When the string "NotZero" appears in a line of the records, show the whole line.

[[ WORKING DATA open ]]

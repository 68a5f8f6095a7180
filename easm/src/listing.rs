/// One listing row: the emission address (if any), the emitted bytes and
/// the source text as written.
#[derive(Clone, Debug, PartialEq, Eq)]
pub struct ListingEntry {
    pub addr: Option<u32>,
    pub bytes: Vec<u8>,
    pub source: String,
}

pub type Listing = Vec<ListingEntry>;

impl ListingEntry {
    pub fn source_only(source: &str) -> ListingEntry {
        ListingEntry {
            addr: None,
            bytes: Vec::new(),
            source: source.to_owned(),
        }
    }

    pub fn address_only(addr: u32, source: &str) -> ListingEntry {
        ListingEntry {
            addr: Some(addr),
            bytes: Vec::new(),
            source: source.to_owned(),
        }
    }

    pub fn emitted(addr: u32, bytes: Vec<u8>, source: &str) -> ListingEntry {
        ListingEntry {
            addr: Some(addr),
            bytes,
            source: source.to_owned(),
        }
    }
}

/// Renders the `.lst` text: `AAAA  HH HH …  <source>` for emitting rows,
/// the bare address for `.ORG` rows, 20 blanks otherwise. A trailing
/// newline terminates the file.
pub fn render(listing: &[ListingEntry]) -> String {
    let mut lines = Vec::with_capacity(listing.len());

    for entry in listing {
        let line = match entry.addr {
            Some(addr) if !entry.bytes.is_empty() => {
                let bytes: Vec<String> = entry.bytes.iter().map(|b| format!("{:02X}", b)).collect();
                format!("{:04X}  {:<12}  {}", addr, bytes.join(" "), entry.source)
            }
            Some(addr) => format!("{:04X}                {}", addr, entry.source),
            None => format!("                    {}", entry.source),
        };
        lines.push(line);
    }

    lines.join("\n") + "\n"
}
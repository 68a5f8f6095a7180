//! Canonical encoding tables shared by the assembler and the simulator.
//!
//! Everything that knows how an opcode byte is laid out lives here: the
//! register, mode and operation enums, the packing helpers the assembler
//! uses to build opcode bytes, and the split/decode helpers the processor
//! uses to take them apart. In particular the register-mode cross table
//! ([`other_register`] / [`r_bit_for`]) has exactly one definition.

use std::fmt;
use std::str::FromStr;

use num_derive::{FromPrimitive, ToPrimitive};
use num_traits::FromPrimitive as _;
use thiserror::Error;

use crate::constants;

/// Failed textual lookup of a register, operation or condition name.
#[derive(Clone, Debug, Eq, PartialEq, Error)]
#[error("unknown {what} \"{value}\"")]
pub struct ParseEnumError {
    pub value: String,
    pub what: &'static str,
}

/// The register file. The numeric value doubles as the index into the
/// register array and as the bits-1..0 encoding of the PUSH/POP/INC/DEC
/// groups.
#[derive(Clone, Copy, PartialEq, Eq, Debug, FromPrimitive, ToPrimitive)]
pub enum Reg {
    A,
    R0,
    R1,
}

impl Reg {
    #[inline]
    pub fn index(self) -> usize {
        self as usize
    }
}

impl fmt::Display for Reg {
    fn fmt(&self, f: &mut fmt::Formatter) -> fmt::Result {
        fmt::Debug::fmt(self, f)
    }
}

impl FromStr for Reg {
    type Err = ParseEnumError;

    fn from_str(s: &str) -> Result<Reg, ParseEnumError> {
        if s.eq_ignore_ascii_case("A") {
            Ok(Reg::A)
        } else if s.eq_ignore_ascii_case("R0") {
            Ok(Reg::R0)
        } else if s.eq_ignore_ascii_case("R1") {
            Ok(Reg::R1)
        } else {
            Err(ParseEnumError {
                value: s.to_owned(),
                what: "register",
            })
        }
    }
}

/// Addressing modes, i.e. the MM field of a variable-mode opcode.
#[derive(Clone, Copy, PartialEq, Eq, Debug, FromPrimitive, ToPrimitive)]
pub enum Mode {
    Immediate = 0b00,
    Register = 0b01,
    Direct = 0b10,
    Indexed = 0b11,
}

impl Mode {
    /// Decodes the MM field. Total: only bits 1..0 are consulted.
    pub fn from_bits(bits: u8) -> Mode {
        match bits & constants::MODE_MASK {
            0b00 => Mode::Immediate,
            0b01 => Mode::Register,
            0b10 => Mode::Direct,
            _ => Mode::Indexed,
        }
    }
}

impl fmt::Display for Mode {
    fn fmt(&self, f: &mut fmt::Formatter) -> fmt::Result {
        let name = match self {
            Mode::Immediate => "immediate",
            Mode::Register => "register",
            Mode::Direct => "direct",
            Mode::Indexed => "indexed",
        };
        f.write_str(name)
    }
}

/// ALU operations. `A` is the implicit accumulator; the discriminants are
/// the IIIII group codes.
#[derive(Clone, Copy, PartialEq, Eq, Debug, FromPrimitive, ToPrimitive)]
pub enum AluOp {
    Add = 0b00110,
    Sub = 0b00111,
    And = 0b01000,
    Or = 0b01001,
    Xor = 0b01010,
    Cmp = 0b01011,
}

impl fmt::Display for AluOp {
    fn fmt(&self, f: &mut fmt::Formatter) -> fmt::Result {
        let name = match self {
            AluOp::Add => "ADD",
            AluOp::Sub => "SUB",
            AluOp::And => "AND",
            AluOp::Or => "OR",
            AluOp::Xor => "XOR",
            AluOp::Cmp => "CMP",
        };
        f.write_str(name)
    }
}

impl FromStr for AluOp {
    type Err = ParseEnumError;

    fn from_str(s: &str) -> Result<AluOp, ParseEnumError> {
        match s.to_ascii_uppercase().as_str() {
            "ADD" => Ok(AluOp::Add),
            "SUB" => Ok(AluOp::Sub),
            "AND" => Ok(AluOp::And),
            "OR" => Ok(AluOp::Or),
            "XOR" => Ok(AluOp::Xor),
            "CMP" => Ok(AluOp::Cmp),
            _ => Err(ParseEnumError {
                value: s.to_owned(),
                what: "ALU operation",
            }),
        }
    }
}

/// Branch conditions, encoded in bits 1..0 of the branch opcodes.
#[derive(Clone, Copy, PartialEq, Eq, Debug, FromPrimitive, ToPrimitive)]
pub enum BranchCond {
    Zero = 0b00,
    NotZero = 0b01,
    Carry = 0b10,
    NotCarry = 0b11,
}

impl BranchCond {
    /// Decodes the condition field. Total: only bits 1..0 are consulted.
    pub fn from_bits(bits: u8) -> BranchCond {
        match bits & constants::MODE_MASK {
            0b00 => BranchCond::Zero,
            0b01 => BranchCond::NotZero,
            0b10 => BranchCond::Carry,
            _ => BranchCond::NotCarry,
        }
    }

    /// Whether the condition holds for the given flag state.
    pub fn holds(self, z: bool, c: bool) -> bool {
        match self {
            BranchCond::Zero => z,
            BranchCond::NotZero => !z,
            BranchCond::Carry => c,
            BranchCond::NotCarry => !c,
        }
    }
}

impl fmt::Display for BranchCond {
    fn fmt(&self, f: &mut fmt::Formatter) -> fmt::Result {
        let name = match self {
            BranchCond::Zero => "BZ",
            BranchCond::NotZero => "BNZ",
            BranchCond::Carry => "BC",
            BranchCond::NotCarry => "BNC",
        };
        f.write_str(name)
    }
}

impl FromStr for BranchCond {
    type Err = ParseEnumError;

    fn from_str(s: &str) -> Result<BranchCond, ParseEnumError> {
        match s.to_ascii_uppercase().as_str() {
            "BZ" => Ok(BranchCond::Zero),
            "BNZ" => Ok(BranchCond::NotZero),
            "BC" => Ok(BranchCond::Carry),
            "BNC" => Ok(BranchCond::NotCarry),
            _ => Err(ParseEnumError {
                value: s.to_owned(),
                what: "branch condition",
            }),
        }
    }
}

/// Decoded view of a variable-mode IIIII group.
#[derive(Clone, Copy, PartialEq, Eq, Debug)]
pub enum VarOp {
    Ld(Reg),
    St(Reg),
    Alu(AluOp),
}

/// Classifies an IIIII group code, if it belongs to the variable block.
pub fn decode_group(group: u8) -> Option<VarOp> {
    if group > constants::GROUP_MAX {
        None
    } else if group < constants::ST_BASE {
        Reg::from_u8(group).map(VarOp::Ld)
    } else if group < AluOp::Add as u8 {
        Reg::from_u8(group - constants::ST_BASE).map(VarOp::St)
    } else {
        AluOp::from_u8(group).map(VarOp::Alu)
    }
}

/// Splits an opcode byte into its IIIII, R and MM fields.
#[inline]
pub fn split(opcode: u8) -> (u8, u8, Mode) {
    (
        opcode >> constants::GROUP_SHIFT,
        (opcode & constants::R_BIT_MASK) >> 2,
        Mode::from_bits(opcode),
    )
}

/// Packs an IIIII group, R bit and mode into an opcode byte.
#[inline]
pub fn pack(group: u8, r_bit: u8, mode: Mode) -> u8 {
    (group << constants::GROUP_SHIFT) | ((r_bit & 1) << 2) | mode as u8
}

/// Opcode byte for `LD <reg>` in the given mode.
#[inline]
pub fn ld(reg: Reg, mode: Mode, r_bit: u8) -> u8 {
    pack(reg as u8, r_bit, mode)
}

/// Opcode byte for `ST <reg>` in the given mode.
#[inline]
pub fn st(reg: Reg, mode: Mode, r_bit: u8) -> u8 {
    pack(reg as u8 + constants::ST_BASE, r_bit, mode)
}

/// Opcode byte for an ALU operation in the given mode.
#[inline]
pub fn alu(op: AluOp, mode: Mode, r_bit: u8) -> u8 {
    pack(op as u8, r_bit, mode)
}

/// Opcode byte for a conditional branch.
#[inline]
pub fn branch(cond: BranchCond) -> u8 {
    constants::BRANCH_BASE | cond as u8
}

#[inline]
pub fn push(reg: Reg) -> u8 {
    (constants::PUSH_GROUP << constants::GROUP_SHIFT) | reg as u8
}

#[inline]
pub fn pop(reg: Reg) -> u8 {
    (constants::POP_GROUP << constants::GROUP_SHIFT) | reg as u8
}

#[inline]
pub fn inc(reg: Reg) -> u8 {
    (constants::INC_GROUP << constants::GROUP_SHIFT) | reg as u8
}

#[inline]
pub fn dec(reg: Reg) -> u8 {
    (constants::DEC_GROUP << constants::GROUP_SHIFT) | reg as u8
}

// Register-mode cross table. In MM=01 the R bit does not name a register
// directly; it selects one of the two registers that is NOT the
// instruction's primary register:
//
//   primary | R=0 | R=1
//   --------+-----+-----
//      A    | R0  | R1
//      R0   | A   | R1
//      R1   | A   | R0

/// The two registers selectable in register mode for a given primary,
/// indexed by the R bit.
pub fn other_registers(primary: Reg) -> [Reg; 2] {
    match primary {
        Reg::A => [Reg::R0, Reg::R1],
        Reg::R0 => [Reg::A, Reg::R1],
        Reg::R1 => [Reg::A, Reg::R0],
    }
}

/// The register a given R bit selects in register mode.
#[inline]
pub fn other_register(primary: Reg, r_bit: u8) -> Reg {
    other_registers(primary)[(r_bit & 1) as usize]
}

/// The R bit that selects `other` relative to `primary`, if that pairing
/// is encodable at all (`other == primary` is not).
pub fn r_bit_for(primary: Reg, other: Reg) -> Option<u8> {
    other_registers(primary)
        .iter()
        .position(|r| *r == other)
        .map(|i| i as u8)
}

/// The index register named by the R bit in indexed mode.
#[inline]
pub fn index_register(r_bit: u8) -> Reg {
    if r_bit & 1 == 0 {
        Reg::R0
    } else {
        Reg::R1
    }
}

[[ WORKING DATA closed ]]
[[ WORKING DATA open ]]

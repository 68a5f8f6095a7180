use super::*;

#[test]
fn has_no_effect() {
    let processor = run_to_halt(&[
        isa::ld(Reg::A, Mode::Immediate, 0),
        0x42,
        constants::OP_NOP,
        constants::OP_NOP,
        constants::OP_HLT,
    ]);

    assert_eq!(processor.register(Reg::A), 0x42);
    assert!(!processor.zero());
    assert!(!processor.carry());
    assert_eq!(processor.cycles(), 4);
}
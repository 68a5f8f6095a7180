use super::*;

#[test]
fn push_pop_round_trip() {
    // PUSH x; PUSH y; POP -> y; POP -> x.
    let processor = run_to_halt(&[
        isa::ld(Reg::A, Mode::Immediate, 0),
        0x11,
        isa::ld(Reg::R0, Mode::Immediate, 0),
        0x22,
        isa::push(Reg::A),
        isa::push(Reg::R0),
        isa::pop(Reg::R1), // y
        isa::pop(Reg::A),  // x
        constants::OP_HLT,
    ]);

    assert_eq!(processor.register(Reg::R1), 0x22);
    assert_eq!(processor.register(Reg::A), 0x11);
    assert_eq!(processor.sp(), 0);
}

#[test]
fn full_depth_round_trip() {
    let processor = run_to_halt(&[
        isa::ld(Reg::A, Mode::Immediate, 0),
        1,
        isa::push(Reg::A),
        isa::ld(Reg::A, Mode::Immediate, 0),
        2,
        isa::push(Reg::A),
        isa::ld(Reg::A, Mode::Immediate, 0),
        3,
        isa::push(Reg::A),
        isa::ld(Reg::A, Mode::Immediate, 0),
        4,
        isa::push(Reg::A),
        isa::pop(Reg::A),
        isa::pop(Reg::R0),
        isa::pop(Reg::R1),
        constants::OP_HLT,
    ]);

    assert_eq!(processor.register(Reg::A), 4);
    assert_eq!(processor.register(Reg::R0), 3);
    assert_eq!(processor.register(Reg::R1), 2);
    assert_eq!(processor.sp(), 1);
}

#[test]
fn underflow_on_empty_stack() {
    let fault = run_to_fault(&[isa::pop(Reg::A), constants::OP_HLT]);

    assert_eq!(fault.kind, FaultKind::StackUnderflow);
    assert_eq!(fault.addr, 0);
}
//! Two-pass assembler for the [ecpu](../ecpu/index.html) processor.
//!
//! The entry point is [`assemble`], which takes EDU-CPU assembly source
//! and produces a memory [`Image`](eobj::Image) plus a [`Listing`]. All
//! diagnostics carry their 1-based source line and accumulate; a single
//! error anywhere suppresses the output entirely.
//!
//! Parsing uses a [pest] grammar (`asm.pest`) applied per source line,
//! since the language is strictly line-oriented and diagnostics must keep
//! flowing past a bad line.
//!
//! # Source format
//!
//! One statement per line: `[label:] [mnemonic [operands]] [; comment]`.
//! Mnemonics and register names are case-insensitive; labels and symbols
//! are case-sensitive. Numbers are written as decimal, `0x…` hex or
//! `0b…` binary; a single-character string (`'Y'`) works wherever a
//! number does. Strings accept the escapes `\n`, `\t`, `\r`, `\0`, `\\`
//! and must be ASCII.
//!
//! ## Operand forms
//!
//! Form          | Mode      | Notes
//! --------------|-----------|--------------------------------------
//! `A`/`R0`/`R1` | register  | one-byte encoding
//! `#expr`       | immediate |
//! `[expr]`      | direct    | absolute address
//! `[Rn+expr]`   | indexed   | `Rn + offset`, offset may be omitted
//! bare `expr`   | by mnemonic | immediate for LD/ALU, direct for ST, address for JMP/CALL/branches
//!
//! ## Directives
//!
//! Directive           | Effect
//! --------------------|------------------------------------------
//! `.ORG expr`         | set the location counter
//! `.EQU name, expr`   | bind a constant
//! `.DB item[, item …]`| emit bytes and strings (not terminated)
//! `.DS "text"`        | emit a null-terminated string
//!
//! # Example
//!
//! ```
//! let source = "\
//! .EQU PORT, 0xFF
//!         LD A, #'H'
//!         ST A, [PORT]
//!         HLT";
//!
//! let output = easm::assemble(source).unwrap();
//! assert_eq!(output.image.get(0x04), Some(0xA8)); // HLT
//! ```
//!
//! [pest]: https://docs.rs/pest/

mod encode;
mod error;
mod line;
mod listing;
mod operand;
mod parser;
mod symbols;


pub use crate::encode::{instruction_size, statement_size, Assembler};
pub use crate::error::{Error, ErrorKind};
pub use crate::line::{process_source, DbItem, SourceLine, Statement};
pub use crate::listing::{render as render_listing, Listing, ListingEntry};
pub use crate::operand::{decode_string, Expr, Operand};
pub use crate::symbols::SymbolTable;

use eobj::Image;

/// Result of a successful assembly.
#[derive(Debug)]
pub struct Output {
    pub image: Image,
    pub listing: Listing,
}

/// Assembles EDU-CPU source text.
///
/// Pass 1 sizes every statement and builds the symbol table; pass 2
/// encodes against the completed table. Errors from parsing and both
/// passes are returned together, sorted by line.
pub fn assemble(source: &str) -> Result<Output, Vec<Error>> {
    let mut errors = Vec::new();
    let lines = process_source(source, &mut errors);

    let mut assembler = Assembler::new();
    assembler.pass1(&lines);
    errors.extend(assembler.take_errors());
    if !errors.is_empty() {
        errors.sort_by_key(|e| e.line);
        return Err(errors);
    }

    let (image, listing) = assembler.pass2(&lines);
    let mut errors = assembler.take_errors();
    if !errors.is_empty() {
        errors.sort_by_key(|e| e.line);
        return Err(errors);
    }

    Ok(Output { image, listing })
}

[[ WORKING DATA closed ]]

• [SOLUTION FOR THIS TASK]
    NotZero = 0b01,
            0b01 => BranchCond::NotZero,
            BranchCond::NotZero => !z,
            BranchCond::NotZero => "BNZ",
            "BNZ" => Ok(BranchCond::NotZero),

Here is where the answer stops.